Selection from the Book of Order

God sends the church in the power of the Holy Spirit to share with Christ in establishing God's just, peaceable, and loving rule in the world. (G-3.0300) God's reconciliation in Jesus Christ is the ground of justice and peace. (Conf. 1967 9.45) The church in worship proclaims, receives, and enacts reconciliation in Jesus Christ and commits itself to strive for justice and peace in its own life and in the world.

Justice is the order God sets in human life for fair and honest dealing and for giving rights to those who have no power to claim rights for themselves. The biblical vision of doing justice calls for

  1. dealing honestly in personal public business,
  2. exercising power for the common good,
  3. supporting people who seek the dignity, freedom, and respect that they have been denied,
  4. working for fair laws and just administration of the law,
  5. welcoming the stranger in the land,
  6. seeking to overcome the disparity between rich and poor,
  7. bearing witness against political oppression and exploitation,
  8. redressing wrongs against individuals, groups, and peoples in the church, in this nation, and in the whole world.

There is no peace without justice. Wherever there is brokenness, violence, and injustice the people of god are called to peacemaking

  1. in the Church universal fragmented and separated by histories and cultures, in denominations internally polarized by mutual distrust, and in congregations plagued by dissension and conflict;
  2. in the world where nations place national security above all else, where the zealotry of religion, race, or ideology explodes in violence, and where the lust for getting and keeping economic or political power erupts in rioting or war;
  3. in communities racked by crime and fear, in schools and workplaces marked by vicious competition and rebellion against order, and in households and families divided against themselves, scarred by violence and paralyzed by fear.

Selection from the Book of Confessions

God's reconciliation in Jesus Christ is the ground of the peace, justice, and freedom among nations which all powers of government are called to serve and defend. The church, in its own life, is called to practice the forgiveness of enemies and to commend to the nations as practical politics the search for cooperation and peace. This search requires that the nations pursue fresh and responsible relations across every line of conflict, even at risk to national security, to reduce areas of strife and to broaden international understanding. Reconciliation among nations becomes peculiarly urgent as countries develop nuclear, chemical, and biological weapons, diverting their manpower and resources from constructive uses and risking the annihilation of mankind. Although nations may serve God's purposes in history, the church which identifies the sovereignty of any one nation or in any one way of life with the cause of God denies the Lordship of Christ and betrays its calling.

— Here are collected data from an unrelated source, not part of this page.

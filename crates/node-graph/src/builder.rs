//! Dynamic reconfiguration of node shapes
//!
//! `ShapeBuilder` is handed to `NodeLogic::declare` and
//! `NodeLogic::configure`. Each request names an element; during a
//! configure pass the builder first looks for a dynamic element of the
//! previous shape with the same kind, name and type and hands that back
//! unchanged, so its value and connections survive. Anything from the
//! previous shape that nobody asked for again is reported as removed when
//! the pass finishes.
//!
//! ```text
//! previous: [In] [Out] {Item 1: int} {Item 2: int}
//! requests:               Item 1: int   Item 2: float
//! next:     [In] [Out] {Item 1: int} {Item 2: float}   removed: Item 2: int
//! ```

use std::collections::HashSet;
use std::sync::Arc;

use crate::error::{GraphError, Result};
use crate::node::{Node, PortSet};
use crate::port::{Port, PortId, PortKind, PortOrigin, PropertyOptions};
use crate::value::{DataType, FromValue, Value};

/// Outcome of one builder pass
#[derive(Debug)]
pub(crate) struct Reconciliation {
    pub(crate) next: PortSet,
    pub(crate) added: Vec<Arc<Port>>,
    pub(crate) removed: Vec<Arc<Port>>,
}

/// Collects the ports a node requests during one declare/configure pass
pub struct ShapeBuilder<'a> {
    node: &'a Node,
    origin: PortOrigin,
    previous: PortSet,
    next: PortSet,
    reused: HashSet<*const Port>,
    added: Vec<Arc<Port>>,
}

impl<'a> ShapeBuilder<'a> {
    /// Builder for the one-time structural declaration
    pub(crate) fn declaring(node: &'a Node) -> Self {
        Self {
            node,
            origin: PortOrigin::Structural,
            previous: PortSet::default(),
            next: PortSet::default(),
            reused: HashSet::new(),
            added: Vec::new(),
        }
    }

    /// Builder for a reconfiguration pass over `previous`
    pub(crate) fn configuring(node: &'a Node, previous: PortSet) -> Self {
        let next = previous.structural();
        Self {
            node,
            origin: PortOrigin::Dynamic,
            previous,
            next,
            reused: HashSet::new(),
            added: Vec::new(),
        }
    }

    pub fn node_id(&self) -> &str {
        self.node.id()
    }

    pub fn input(&mut self, name: impl Into<String>, data_type: DataType) -> Arc<Port> {
        self.request(PortKind::Input, name.into(), Some(data_type), None)
    }

    pub fn output(&mut self, name: impl Into<String>, data_type: DataType) -> Arc<Port> {
        self.request(PortKind::Output, name.into(), Some(data_type), None)
    }

    pub fn flow_input(&mut self, name: impl Into<String>) -> Arc<Port> {
        self.request(PortKind::FlowIn, name.into(), None, None)
    }

    pub fn flow_output(&mut self, name: impl Into<String>) -> Arc<Port> {
        self.request(PortKind::FlowOut, name.into(), None, None)
    }

    /// Request a property; `options` only apply when a new one is created
    pub fn property(
        &mut self,
        name: impl Into<String>,
        data_type: DataType,
        options: PropertyOptions,
    ) -> Arc<Port> {
        self.request(PortKind::Property, name.into(), Some(data_type), Some(options))
    }

    fn request(
        &mut self,
        kind: PortKind,
        name: String,
        data_type: Option<DataType>,
        options: Option<PropertyOptions>,
    ) -> Arc<Port> {
        if let Some(existing) = self.next.find(kind, &name) {
            if existing.data_type() != data_type.as_ref() {
                log::warn!(
                    "Node '{}' requested {:?} port '{}' twice with different types; keeping the first",
                    self.node.id(),
                    kind,
                    name
                );
            }
            return existing.clone();
        }

        let reusable = self
            .previous
            .list(kind)
            .iter()
            .find(|port| {
                port.is_dynamic()
                    && port.name() == name
                    && port.data_type() == data_type.as_ref()
                    && !self.reused.contains(&Arc::as_ptr(port))
            })
            .cloned();

        let port = match reusable {
            Some(port) => {
                self.reused.insert(Arc::as_ptr(&port));
                port
            }
            None => {
                let port = Arc::new(self.create(kind, name, data_type, options));
                self.added.push(port.clone());
                port
            }
        };
        self.next.list_mut(kind).push(port.clone());
        port
    }

    fn create(
        &self,
        kind: PortKind,
        name: String,
        data_type: Option<DataType>,
        options: Option<PropertyOptions>,
    ) -> Port {
        let id = PortId {
            node_id: self.node.id().clone(),
            kind,
            index: self.node.next_port_index(),
        };
        match (kind, data_type) {
            (PortKind::Property, Some(data_type)) => {
                Port::property(id, name, data_type, options.unwrap_or_default(), self.origin)
            }
            (PortKind::FlowIn | PortKind::FlowOut, _) | (_, None) => {
                Port::flow(id, name, self.origin)
            }
            (_, Some(data_type)) => Port::data(id, name, data_type, self.origin),
        }
    }

    /// Port already requested in this pass, or else from the previous shape
    pub fn existing(&self, kind: PortKind, name: &str) -> Option<Arc<Port>> {
        self.next
            .find(kind, name)
            .or_else(|| self.previous.find(kind, name))
            .cloned()
    }

    /// Current value of a property
    pub fn property_value(&self, name: &str) -> Option<Value> {
        self.existing(PortKind::Property, name)
            .and_then(|port| port.read())
    }

    /// Current value of a property, extracted as `T`
    pub fn property_as<T: FromValue>(&self, name: &str) -> Option<T> {
        let value = self.property_value(name)?;
        crate::coercion::convert(&value, &T::data_type()).and_then(T::from_value)
    }

    /// Type of the value feeding an input (or published property)
    pub fn upstream_type(&self, name: &str) -> Option<DataType> {
        self.existing(PortKind::Input, name)
            .or_else(|| self.existing(PortKind::Property, name))
            .and_then(|port| port.upstream_type())
    }

    /// Set a property value from inside a pass
    ///
    /// Change notifications fire as usual; the reconfiguration they would
    /// trigger is ignored because a pass is already running.
    pub fn set_property_value(&self, name: &str, value: impl Into<Value>) -> Result<()> {
        let port = self
            .existing(PortKind::Property, name)
            .ok_or_else(|| GraphError::UnknownProperty {
                node_id: self.node.id().clone(),
                name: name.to_string(),
            })?;
        port.set_property_value(value.into())?;
        self.node.property_changed(&port);
        Ok(())
    }

    /// Close the pass and compute what changed
    pub(crate) fn finish(self) -> Reconciliation {
        let removed = self
            .previous
            .iter()
            .filter(|port| port.is_dynamic() && !self.reused.contains(&Arc::as_ptr(port)))
            .cloned()
            .collect();
        Reconciliation {
            next: self.next,
            added: self.added,
            removed,
        }
    }
}

#[cfg(test)]
mod tests {
    use super::*;
    use crate::connection::LinkTable;
    use crate::context::ProcessContext;
    use crate::descriptor::NodeDescriptor;
    use crate::error::NodeError;
    use crate::events::NullEventSink;
    use crate::node::NodeLogic;
    use crate::types::NodeCategory;
    use async_trait::async_trait;
    use parking_lot::Mutex;

    /// Requests "Item 1..=count" inputs of the type in `element`
    struct Items {
        element: Mutex<DataType>,
        count: Mutex<usize>,
        nested: Mutex<Vec<bool>>,
    }

    impl Items {
        fn new(element: DataType, count: usize) -> Self {
            Self {
                element: Mutex::new(element),
                count: Mutex::new(count),
                nested: Mutex::new(Vec::new()),
            }
        }
    }

    #[async_trait]
    impl NodeLogic for Items {
        fn descriptor(&self) -> NodeDescriptor {
            NodeDescriptor::new("items", "Items", NodeCategory::Data)
        }

        fn declare(&self, ports: &mut ShapeBuilder<'_>) {
            ports.output("Count", DataType::Int);
            ports.property(
                "Label",
                DataType::Text,
                PropertyOptions::new().affects_shape(),
            );
        }

        fn configure(&self, ports: &mut ShapeBuilder<'_>) {
            let element = self.element.lock().clone();
            for i in 1..=*self.count.lock() {
                ports.input(format!("Item {}", i), element.clone());
            }
            ports.flow_output("Done");
            // Changing a shape property mid-pass must not recurse
            ports.set_property_value("Label", "configured").unwrap();
            self.nested.lock().push(true);
        }

        async fn process(&self, _ctx: &ProcessContext<'_>) -> std::result::Result<(), NodeError> {
            Ok(())
        }
    }

    fn make_node(logic: Arc<Items>) -> Arc<Node> {
        let links = Arc::new(LinkTable::new(Arc::new(NullEventSink)));
        let node = Node::create("n1".to_string(), logic, (0.0, 0.0), links);
        node.reconfigure();
        node
    }

    #[test]
    fn test_identity_preserved_across_passes() {
        let logic = Arc::new(Items::new(DataType::Int, 2));
        let node = make_node(logic.clone());
        let first = node.input("Item 1").unwrap();
        let done = node.flow_outputs()[0].clone();

        node.reconfigure();
        assert!(Arc::ptr_eq(&first, &node.input("Item 1").unwrap()));
        assert!(Arc::ptr_eq(&done, &node.flow_outputs()[0]));
        assert_eq!(node.inputs().len(), 2);
    }

    #[test]
    fn test_unrequested_elements_removed() {
        let logic = Arc::new(Items::new(DataType::Int, 3));
        let node = make_node(logic.clone());
        let first = node.input("Item 1").unwrap();

        *logic.count.lock() = 1;
        node.reconfigure();

        let names: Vec<_> = node.inputs().iter().map(|p| p.name().to_string()).collect();
        assert_eq!(names, vec!["Item 1".to_string()]);
        assert!(Arc::ptr_eq(&first, &node.input("Item 1").unwrap()));
    }

    #[test]
    fn test_type_change_creates_new_port() {
        let logic = Arc::new(Items::new(DataType::Int, 1));
        let node = make_node(logic.clone());
        let first = node.input("Item 1").unwrap();

        *logic.element.lock() = DataType::Text;
        node.reconfigure();

        let replaced = node.input("Item 1").unwrap();
        assert!(!Arc::ptr_eq(&first, &replaced));
        assert_eq!(replaced.data_type(), Some(&DataType::Text));
        assert_ne!(first.id(), replaced.id());
    }

    #[test]
    fn test_structural_ports_survive_empty_configure() {
        let logic = Arc::new(Items::new(DataType::Int, 0));
        let node = make_node(logic);
        assert!(node.output("Count").is_some());
        assert!(node.property("Label").is_some());
        assert!(node.inputs().is_empty());
    }

    #[test]
    fn test_nested_reconfigure_ignored() {
        let logic = Arc::new(Items::new(DataType::Int, 1));
        let node = make_node(logic.clone());

        // One pass per explicit reconfigure; the in-pass property change
        // does not start another
        assert_eq!(logic.nested.lock().len(), 1);
        assert_eq!(
            node.property_value("Label"),
            Some(Value::Text("configured".to_string()))
        );

        // Outside a pass, the same change does reconfigure
        node.set_property("Label", "outside").unwrap();
        assert_eq!(logic.nested.lock().len(), 2);
    }

    #[test]
    fn test_property_as() {
        let links = Arc::new(LinkTable::new(Arc::new(NullEventSink)));
        let node = Node::create(
            "n2".to_string(),
            Arc::new(crate::node::tests::ShapeShifter::new()),
            (0.0, 0.0),
            links,
        );
        node.reconfigure();
        node.set_property("Setting", 12).unwrap();

        let builder = ShapeBuilder::configuring(&node, node.ports());
        assert_eq!(builder.property_as::<i64>("Setting"), Some(12));
        assert_eq!(builder.property_as::<bool>("Setting"), None);
        assert!(builder.upstream_type("Extra").is_none());
        assert!(builder.upstream_type("Missing").is_none());
    }
}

From 181st General Assembly (1969)

"The United Presbyterian Church does not teach a single response to war, which all members must accept, for God alone is Lord of the conscience, and not the state or church. God is the Lord of the conscience of those who, in good faith and sensitive spirit, conclude that military power must sometimes be employed to establish the preconditions for justice, order and freedom. God is also Lord of the conscience of those who conclude that they cannot support military action because they judge either that it is antithetical to order and justice or against the teachings of the gospel.

Both of these - the agonized participant in war and the pacifist who objects to war - can draw equally upon the Church's teachings in support of their position. And it is also clear that a third group - individuals who abject to particular wars which they judge to be unjust or unconscionable - are entitled to appeal to the teachings of the Church as the foundation of their moral stand. God is the Lord of conscience, not only of a participant in war for moral reasons, or the objector to all war on pacifist grounds, but also of those who conclude that a particular conflict is morally unconscionable and indefensible."